= Beginning of Section =

//! Upgrade rejection errors and their HTTP mapping.

use axum::Json;
use axum::http::StatusCode;
use axum::response::{IntoResponse, Response};
use relay_hub::{HubError, ServiceError};
use serde_json::json;

/// Why a WebSocket upgrade was refused before any session existed.
#[derive(Debug, thiserror::Error)]
pub enum UpgradeError {
    /// The chat id path segment is not a positive integer.
    #[error("invalid chat id: {0}")]
    InvalidChatId(String),
    /// No `token` query parameter.
    #[error("missing token")]
    MissingToken,
    /// The token did not resolve to a user.
    #[error("invalid token")]
    InvalidToken,
    /// The user does not participate in the chat.
    #[error("user {user_id} is not a participant of chat {chat_id}")]
    NotParticipant {
        /// Chat id.
        chat_id: i64,
        /// Authenticated user.
        user_id: i64,
    },
    /// The participant lookup itself failed.
    #[error("participant check failed: {0}")]
    ParticipantCheck(#[from] ServiceError),
}

impl UpgradeError {
    /// HTTP status for this rejection.
    pub fn status(&self) -> StatusCode {
        match self {
            Self::InvalidChatId(_) => StatusCode::BAD_REQUEST,
            Self::MissingToken | Self::InvalidToken => StatusCode::UNAUTHORIZED,
            Self::NotParticipant { .. } => StatusCode::FORBIDDEN,
            Self::ParticipantCheck(ServiceError::NotFound(_)) => StatusCode::FORBIDDEN,
            Self::ParticipantCheck(_) => StatusCode::INTERNAL_SERVER_ERROR,
        }
    }
}

impl IntoResponse for UpgradeError {
    fn into_response(self) -> Response {
        let status = self.status();
        if status.is_server_error() {
            tracing::error!(error = %self, "upgrade failed");
        } else {
            tracing::debug!(error = %self, "upgrade rejected");
        }
        (status, Json(json!({ "error": self.to_string() }))).into_response()
    }
}

/// Failure of a background notification fan-out.
#[derive(Debug, thiserror::Error)]
pub enum PublishError {
    /// A collaborator lookup failed.
    #[error(transparent)]
    Service(#[from] ServiceError),
    /// A hub stopped while the fan-out was running.
    #[error(transparent)]
    Hub(#[from] HubError),
}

= End of Section =

### Instructions for the task
Copy each line from the data that features the string "InvalidChatId".

### Result below
    InvalidChatId(String),
            Self::InvalidChatId(_) => StatusCode::BAD_REQUEST,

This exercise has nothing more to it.